New media capitals are places where the creation of new mass culture is possible due to globalisation providing and easy path in which to interact and exchange. With this emergence of new media there has been a vast growth in competition amongst these capitols as they broaden their reach and increase their audience. Not only this but just as Asian capitols has been having a growing impact on our media the western world has also had great influence on other media capitals such as japan and Hong Kong.

Because of this they have begun to drift from the normal culture displayed in their media and as such has reflected upon their society and created shift and change amongst cultural aspects such as traditions and norms especially among the younger generation.

In an attempt to stay on top western capitols continue to try to overpower new emerging media capitols so that they may continue to be significant.



Curtin, M 2003, ‘Media Capital : Towards the Study of Spatial Flows’, International Journal of Cultural Studies, vol. 6, pp. 202–228.

global film industries

When thinking of the film industry most think of Hollywood the home of the stars with their flashing lights and dramatic flair but it is not the worlds leading film industry.

As globalisation continues to push on the Asian film market has been rapidly increasing and may surprise some to know that Bollywood India is now the largest film industry in the world surpassing Americas Hollywood, and produces over a thousand films every year.

This growth of Bollywood and other Asian film industries has caused a shift in culture and has begun to cause influence between western and eastern cultures for example pride and prejudice was influenced by Bollywood and action and horror movies produced by Hollywood have begun to adopt Japanese movie culture into their films and this is clearly a product of globalisation.

Along with Bollywood, Nigeria’s Nollywood is the worlds third largest film industry. Although unlike Hollywood and Bollywood, Nollywood is made with much smaller budgets and promote their nation and culture to the world and thus capturing the global audience.

As globalisation continues to promote and create easier ways to access foreign media and trade more and more global film industries will spread and rise above industries such as Hollywood.

internationalising education


Whenever one thinks of international exchange students and programs you think of the excitement of entering and experiencing a new culture, mingling with different people and making new friends and hopefully learning a thing or two about the world outside your home country.

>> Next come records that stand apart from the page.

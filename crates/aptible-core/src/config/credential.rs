//! Bearer token lookup
//!
//! Resolution order:
//! 1. An explicit token (from `APTIBLE_TOKEN` or the client builder)
//! 2. The CLI token file, a JSON object mapping auth server URL to token

use std::collections::HashMap;
use std::fs;
use std::path::{Path, PathBuf};

use crate::error::{CoreError, Result};

const NOT_FOUND: &str =
    "Authentication token not found. Log in with the Aptible CLI first or set APTIBLE_TOKEN.";

/// Where a client looks for its bearer token
#[derive(Debug, Clone)]
pub struct TokenStore {
    explicit: Option<String>,
    token_file: Option<PathBuf>,
}

impl TokenStore {
    /// Create a store from an optional explicit token and an optional token file
    pub fn new(explicit: Option<String>, token_file: Option<PathBuf>) -> Self {
        Self {
            explicit: explicit.filter(|t| !t.is_empty()),
            token_file,
        }
    }

    /// Resolve the token for `auth_url`
    pub fn resolve(&self, auth_url: &str) -> Result<String> {
        if let Some(token) = &self.explicit {
            return Ok(token.clone());
        }

        let path = self
            .token_file
            .as_deref()
            .ok_or_else(|| CoreError::Auth(NOT_FOUND.to_string()))?;

        let token = read_token_file(path, auth_url)?;
        if token.is_empty() {
            return Err(CoreError::Auth("You are not logged in".to_string()));
        }
        Ok(token)
    }
}

fn read_token_file(path: &Path, auth_url: &str) -> Result<String> {
    let content = match fs::read_to_string(path) {
        Ok(content) => content,
        Err(e) if e.kind() == std::io::ErrorKind::NotFound => {
            return Err(CoreError::Auth(NOT_FOUND.to_string()));
        }
        Err(e) => {
            return Err(CoreError::Auth(format!(
                "Failed to read token file {}: {}",
                path.display(),
                e
            )));
        }
    };

    let tokens: HashMap<String, String> = serde_json::from_str(&content).map_err(|e| {
        CoreError::Auth(format!(
            "Token file {} is not valid JSON: {}",
            path.display(),
            e
        ))
    })?;

    tokens
        .get(auth_url)
        .cloned()
        .ok_or_else(|| CoreError::Auth(NOT_FOUND.to_string()))
}

#[cfg(test)]
mod tests {
    use super::*;
    use tempfile::TempDir;

    fn write_tokens(dir: &TempDir, body: &str) -> PathBuf {
        let path = dir.path().join("tokens.json");
        fs::write(&path, body).unwrap();
        path
    }

    #[test]
    fn test_explicit_token_wins() {
        let dir = TempDir::new().unwrap();
        let path = write_tokens(&dir, r#"{"https://auth.aptible.com": "from-file"}"#);
        let store = TokenStore::new(Some("from-env".to_string()), Some(path));
        assert_eq!(store.resolve("https://auth.aptible.com").unwrap(), "from-env");
    }

    #[test]
    fn test_empty_explicit_token_falls_through() {
        let dir = TempDir::new().unwrap();
        let path = write_tokens(&dir, r#"{"https://auth.aptible.com": "from-file"}"#);
        let store = TokenStore::new(Some(String::new()), Some(path));
        assert_eq!(
            store.resolve("https://auth.aptible.com").unwrap(),
            "from-file"
        );
    }

    #[test]
    fn test_token_file_keyed_by_auth_url() {
        let dir = TempDir::new().unwrap();
        let path = write_tokens(
            &dir,
            r#"{"https://auth.aptible.com": "prod", "https://auth.staging.test": "staging"}"#,
        );
        let store = TokenStore::new(None, Some(path));
        assert_eq!(store.resolve("https://auth.staging.test").unwrap(), "staging");
    }

    #[test]
    fn test_missing_file_is_auth_error() {
        let store = TokenStore::new(None, Some(PathBuf::from("/nonexistent/tokens.json")));
        let err = store.resolve("https://auth.aptible.com").unwrap_err();
        assert!(err.is_unauthorized());
        assert!(err.to_string().contains("token not found"));
    }

    #[test]
    fn test_missing_key_is_auth_error() {
        let dir = TempDir::new().unwrap();
        let path = write_tokens(&dir, r#"{"https://other.test": "x"}"#);
        let store = TokenStore::new(None, Some(path));
        assert!(matches!(
            store.resolve("https://auth.aptible.com"),
            Err(CoreError::Auth(_))
        ));
    }

    #[test]
    fn test_empty_token_means_logged_out() {
        let dir = TempDir::new().unwrap();
        let path = write_tokens(&dir, r#"{"https://auth.aptible.com": ""}"#);
        let store = TokenStore::new(None, Some(path));
        let err = store.resolve("https://auth.aptible.com").unwrap_err();
        assert!(err.to_string().contains("not logged in"));
    }

    #[test]
    fn test_corrupt_file_is_auth_error() {
        let dir = TempDir::new().unwrap();
        let path = write_tokens(&dir, "{not json");
        let store = TokenStore::new(None, Some(path));
        let err = store.resolve("https://auth.aptible.com").unwrap_err();
        assert!(err.to_string().contains("not valid JSON"));
    }
}
//! Configuration management for Aptible tooling
//!
//! Handles configuration loading from files and environment variables.
//! Configuration is stored in TOML format:
//!
//! ```toml
//! api_url = "https://api.aptible.com"
//! auth_url = "https://auth.aptible.com"
//! token_file = "~/.aptible/tokens.json"
//! request_timeout_secs = 30
//!
//! [poll]
//! interval_ms = 1000
//! max_interval_ms = 10000
//! timeout_secs = 1800
//! ```

use directories::{BaseDirs, ProjectDirs};
use serde::{Deserialize, Serialize};
use std::fs;
use std::path::{Path, PathBuf};
use std::time::Duration;

use super::error::ConfigError;
use crate::progress::PollOptions;

type Result<T> = std::result::Result<T, ConfigError>;

/// Environment variable overriding the API base URL
pub const API_URL_ENV: &str = "APTIBLE_API_URL";
/// Environment variable overriding the auth server URL
pub const AUTH_URL_ENV: &str = "APTIBLE_AUTH_URL";
/// Environment variable carrying a bearer token directly
pub const TOKEN_ENV: &str = "APTIBLE_TOKEN";

/// Main configuration structure
#[derive(Debug, Serialize, Deserialize, Clone)]
pub struct Config {
    /// Base URL of the platform API
    #[serde(default = "default_api_url")]
    pub api_url: String,
    /// Base URL of the auth server; also the key into the token file
    #[serde(default = "default_auth_url")]
    pub auth_url: String,
    /// Path to the CLI token file (defaults to `~/.aptible/tokens.json`)
    #[serde(default, skip_serializing_if = "Option::is_none")]
    pub token_file: Option<String>,
    /// Per-request timeout
    #[serde(default = "default_request_timeout")]
    pub request_timeout_secs: u64,
    /// Operation polling settings
    #[serde(default)]
    pub poll: PollConfig,
    /// Bearer token from the environment; never read from or written to disk
    #[serde(skip)]
    pub token: Option<String>,
}

/// How long and how often to poll backend operations
#[derive(Debug, Clone, Serialize, Deserialize, PartialEq, Eq)]
pub struct PollConfig {
    /// Delay before the second poll
    #[serde(default = "default_interval_ms")]
    pub interval_ms: u64,
    /// Upper bound for the doubling delay
    #[serde(default = "default_max_interval_ms")]
    pub max_interval_ms: u64,
    /// Give up after this long
    #[serde(default = "default_timeout_secs")]
    pub timeout_secs: u64,
}

impl Default for Config {
    fn default() -> Self {
        Self {
            api_url: default_api_url(),
            auth_url: default_auth_url(),
            token_file: None,
            request_timeout_secs: default_request_timeout(),
            poll: PollConfig::default(),
            token: None,
        }
    }
}

impl Default for PollConfig {
    fn default() -> Self {
        Self {
            interval_ms: default_interval_ms(),
            max_interval_ms: default_max_interval_ms(),
            timeout_secs: default_timeout_secs(),
        }
    }
}

impl PollConfig {
    /// Convert into poller options
    pub fn options(&self) -> PollOptions {
        PollOptions {
            interval: Duration::from_millis(self.interval_ms),
            max_interval: Duration::from_millis(self.max_interval_ms),
            timeout: Duration::from_secs(self.timeout_secs),
        }
    }
}

impl Config {
    /// Load configuration from the standard location
    pub fn load() -> Result<Self> {
        let config_path = Self::config_path()?;
        Self::load_from_path(&config_path)
    }

    /// Load configuration from a specific path
    pub fn load_from_path(config_path: &Path) -> Result<Self> {
        if !config_path.exists() {
            return Ok(Config::default());
        }

        let content = fs::read_to_string(config_path).map_err(|e| ConfigError::LoadError {
            path: config_path.display().to_string(),
            source: e,
        })?;

        // Expand environment variables in the config content
        let expanded_content = Self::expand_env_vars(&content);

        let config: Config = toml::from_str(&expanded_content)?;
        config.validate()?;

        Ok(config)
    }

    /// Apply `APTIBLE_API_URL`, `APTIBLE_AUTH_URL` and `APTIBLE_TOKEN`
    #[must_use]
    pub fn with_env_overrides(mut self) -> Self {
        if let Some(url) = non_empty_env(API_URL_ENV) {
            self.api_url = url;
        }
        if let Some(url) = non_empty_env(AUTH_URL_ENV) {
            self.auth_url = url;
        }
        if let Some(token) = non_empty_env(TOKEN_ENV) {
            self.token = Some(token);
        }
        self
    }

    /// Check that both base URLs parse
    pub fn validate(&self) -> Result<()> {
        for (field, value) in [("api_url", &self.api_url), ("auth_url", &self.auth_url)] {
            url::Url::parse(value).map_err(|_| ConfigError::InvalidUrl {
                field,
                value: value.clone(),
            })?;
        }
        Ok(())
    }

    /// Resolve the token file location, expanding a leading `~`
    pub fn token_file_path(&self) -> Result<PathBuf> {
        match &self.token_file {
            Some(path) => Ok(PathBuf::from(shellexpand::tilde(path).as_ref())),
            None => {
                let base_dirs = BaseDirs::new().ok_or(ConfigError::ConfigDirError)?;
                Ok(base_dirs.home_dir().join(".aptible").join("tokens.json"))
            }
        }
    }

    /// Per-request timeout as a `Duration`
    pub fn request_timeout(&self) -> Duration {
        Duration::from_secs(self.request_timeout_secs)
    }

    /// Render the effective configuration with the token masked
    pub fn redacted(&self) -> serde_json::Value {
        serde_json::json!({
            "api_url": self.api_url,
            "auth_url": self.auth_url,
            "token_file": self.token_file_path().ok().map(|p| p.display().to_string()),
            "token": self.token.as_ref().map(|_| "********"),
            "request_timeout_secs": self.request_timeout_secs,
            "poll": self.poll,
        })
    }

    /// Get the path to the configuration file
    ///
    /// On macOS, `~/.config/aptible-mcp/config.toml` wins when it exists.
    /// Elsewhere: the platform config dir (`~/.config/aptible-mcp/config.toml`
    /// on Linux, `%APPDATA%\aptible\aptible-mcp\config.toml` on Windows).
    pub fn config_path() -> Result<PathBuf> {
        #[cfg(target_os = "macos")]
        {
            if let Some(base_dirs) = BaseDirs::new() {
                let linux_style_path = base_dirs
                    .home_dir()
                    .join(".config")
                    .join("aptible-mcp")
                    .join("config.toml");
                if linux_style_path.exists() {
                    return Ok(linux_style_path);
                }
            }
        }

        let proj_dirs =
            ProjectDirs::from("com", "aptible", "aptible-mcp").ok_or(ConfigError::ConfigDirError)?;

        Ok(proj_dirs.config_dir().join("config.toml"))
    }

    /// Expand environment variables in configuration content
    ///
    /// Supports ${VAR} and ${VAR:-default}; unset variables are left as-is.
    fn expand_env_vars(content: &str) -> String {
        let expanded =
            shellexpand::env_with_context_no_errors(content, |var| std::env::var(var).ok());
        expanded.to_string()
    }
}

fn non_empty_env(name: &str) -> Option<String> {
    std::env::var(name).ok().filter(|v| !v.is_empty())
}

fn default_api_url() -> String {
    "https://api.aptible.com".to_string()
}

fn default_auth_url() -> String {
    "https://auth.aptible.com".to_string()
}

fn default_request_timeout() -> u64 {
    30
}

fn default_interval_ms() -> u64 {
    1000
}

fn default_max_interval_ms() -> u64 {
    10_000
}

fn default_timeout_secs() -> u64 {
    1800
}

But what lies behind this image and idea we have? Is it all as it seems?

With the growing influence of globalization international education and exchange programs have become increasingly popular and as such has become one of Australia’s leading industries. Being one of Australia’s largest industries we tend to view exchange students as a source of income rather than students, so when an article surfaced reporting violent attack on Indian students in Australia the media immediately emphasizes the money lost and damage done to our reputation rather than focusing on the real issues, “The crisis has cost Australia billions of dollars and thousands of jobs”.

Aside from this as Marginson (2012) has said, “International education is not the rich intercultural experience it could be”. Australia constantly prides itself on its multicultural society and is often seen as one of the friendliest countries, so why is it that we as the locals are so reluctant to mingle with exchange students? Personally I have found that apart from being willing to make friends with exchange students I often become worried when it comes to group work, thinking they may not know the language well enough and leave me to do all the work.

In order for exchange students to feel more welcomed, accepted and enjoy their experience we must show cultural competence not only when in foreign countries but also when engaging with foreigners. We must be able to empathise, understand the difference in cultures and refrain from stereotyping and be willing to interact with foreign students.

Marginson, S. 2012. ‘Morphing a profit-making business into an intercultural experience: International education as self-formation’. Centre for the Study of Higher Education, University of Melbourne.